Bien-aimés, Je sais que vous ne diriez jamais du mal des autres, mais que faites-vous quand vous parlez des difficultés des autres? Si vous devez voir la difficulté, si vous devez voir la faute, si vous devez voir la ruine, n'en parlez plus aux autres, car alors vous l’aggravez. En effet, vous affirmez les mêmes pentes que vous voyez. Ce n’est pas à vous de les confirmer. Qui êtes-vous pour proclamer quelqu’un d'autre déficient de toute façon? Qui êtes-vous pour transmettre quoique vous voyiez comme faiblesse chez un autre? Pensez-y deux fois.
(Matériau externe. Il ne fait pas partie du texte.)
use crate::probes::{self, Probe};
use crate::core::target::TargetDescriptor;

/// Static catalog of every probe, in registration order. Built once at
/// startup and read-only afterwards; registration order is report order.
pub struct ProbeRegistry {
    probes: Vec<Box<dyn Probe>>,
}

impl ProbeRegistry {
    pub fn empty() -> Self {
        Self { probes: Vec::new() }
    }

    /// The full catalog. Order here is the contract: reports list results in
    /// exactly this sequence.
    pub fn standard() -> Self {
        let mut registry = Self::empty();
        registry.register(Box::new(probes::access::PublicAccess));
        registry.register(Box::new(probes::tls::CertValidation));
        registry.register(Box::new(probes::redirect::RedirectCheck));
        registry.register(Box::new(probes::headers::HeadersContent));
        registry.register(Box::new(probes::headers::HttpHead));
        registry.register(Box::new(probes::latency::LatencyCheck));
        registry.register(Box::new(probes::dns::DnsRecords));
        registry.register(Box::new(probes::headers::CorsCheck));
        registry.register(Box::new(probes::headers::HstsCheck));
        registry.register(Box::new(probes::headers::UserAgentVariation));
        registry.register(Box::new(probes::image::ImageValidity));
        registry.register(Box::new(probes::image::ImageMetadata));
        registry.register(Box::new(probes::encoding::ContentEncoding));
        registry.register(Box::new(probes::proxy::ProxyDetection));
        registry.register(Box::new(probes::dns::NetworkDiagnostics));
        registry.register(Box::new(probes::api::ApiJsonRequest));
        registry.register(Box::new(probes::api::RateLimitTest));
        registry.register(Box::new(probes::api::ApiAuthentication));
        registry
    }

    /// Registering two probes under one identity is a programming error, not
    /// a runtime condition; fail at startup.
    pub fn register(&mut self, probe: Box<dyn Probe>) {
        if self.probes.iter().any(|p| p.identity() == probe.identity()) {
            panic!("duplicate probe identity registered: {}", probe.identity());
        }
        self.probes.push(probe);
    }

    pub fn iter(&self) -> impl Iterator<Item = &dyn Probe> {
        self.probes.iter().map(|p| p.as_ref())
    }

    pub fn get(&self, identity: &str) -> Option<&dyn Probe> {
        self.probes
            .iter()
            .find(|p| p.identity() == identity)
            .map(|p| p.as_ref())
    }

    pub fn identities(&self) -> Vec<&'static str> {
        self.probes.iter().map(|p| p.identity()).collect()
    }

    pub fn applicable_identities(&self, target: &TargetDescriptor) -> Vec<&'static str> {
        self.probes
            .iter()
            .filter(|p| p.applicable(target))
            .map(|p| p.identity())
            .collect()
    }

    pub fn len(&self) -> usize {
        self.probes.len()
    }

    pub fn is_empty(&self) -> bool {
        self.probes.is_empty()
    }
}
Ne dites pas : "mon ami n'a pas bonne mine." "Mon ami a pété les plombs." "Mon ami fréquente des personnes fausses." "Mon ami est un difficile serviteur." "Mon ami a perdu tout son argent."

Je n’examine pas l'exactitude de telles déclarations, bien qu'elles puissent être inexactes. J’examine votre conversation avec d’autres sur votre ami. J’examine votre raison de faire ainsi. Est-ce que vos jugements sont infaillibles? Garantiriez-vous vos conclusions en public? Les voudriez-vous répétées à votre ami?

Désormais, suivez l'adage qui dit : "si vous ne pouvez dire rien de bon sur quelqu'un, ne dites rien du tout".

Vous pouvez croire que vous êtes un bon ami qui a du souci et de l'amour pour votre ami et pourtant vous faites des annonces, affirmant et aggravant la lumière sombre dans laquelle vous voyez votre ami. Vous le faites inutilement. Arrêtez. Ne le faites plus.

Vous pourriez dire, "Mais, Dieu, de quoi d’autre parler?"

Bien, alors, acceptez qu’il n’y ait rien à dire. Alors, soyez silencieux. Silence.

Vous avez raffermi le drame et maintenant vous ne le ferez plus.

Pensez du bien de vos amis et dites aussi du bien d'eux. Soyez un ami.

Un ami garde les confidences. Un ami garde les observations hostiles pour lui. Il ne porte pas témoignage contre le bien-être d'un ami

Oh, d'accord, peut-être pouvez-vous parler de vos inquiétudes à votre mari ou votre femme, mais ne communiquez pas vos inquiétudes. Communiquer vos inquiétudes n'est pas pareil que communiquer votre amour.

Mieux vaut ne pas faire de la condition de votre ami une conversation de table.

Qu’est-ce qui est votre affaire et qu’est-ce qui ne l’est pas ? Quand intervenez-vous et quand vous retirez-vous? Dans le doute, ne le faites pas. Ne soyez pas si sûrs du diagnostic que vous portez sur votre ami.

Réfléchissez avant de parler, bien-aimés, ou vous pouvez juste bavarder. Vous ne voulez pas être un fournisseur de potins. Vous voulez être un ami. Soyez alors un ami. Un ami garde les conseils pour lui.

Soyez conscients quand vous ne défendez pas votre ami. Soyez conscients quand vous ne défendez pas vos fils et vos filles, ou votre mari ou votre femme aussi. Ce n'est pas la première fois que l'on vous conseille de vous focaliser sur ce que vous préférez plutôt que sur ce que vous désapprouvez. Construisez ce que vous voulez construire. N'entrez pas dans un petit groupe avec d'autres amis pour parler de vos craintes.

Ne parlez pas de la maladie des autres et vous changerez la perspective du monde. Vous changerez certainement votre propre perspective et la vue de votre propre esprit. Comme vous ne promulguez plus les maux réels ou imaginaires des d'autres, vous vous trouverez en paix.

Cela ressemble à ça : Quand vous vous référez à un ami, donnez seulement de bonnes références. Aimez votre ami dans le cœur, en actes et en paroles. Gardez haute la réputation de votre ami et ainsi vous garderez votre propre vibration haute.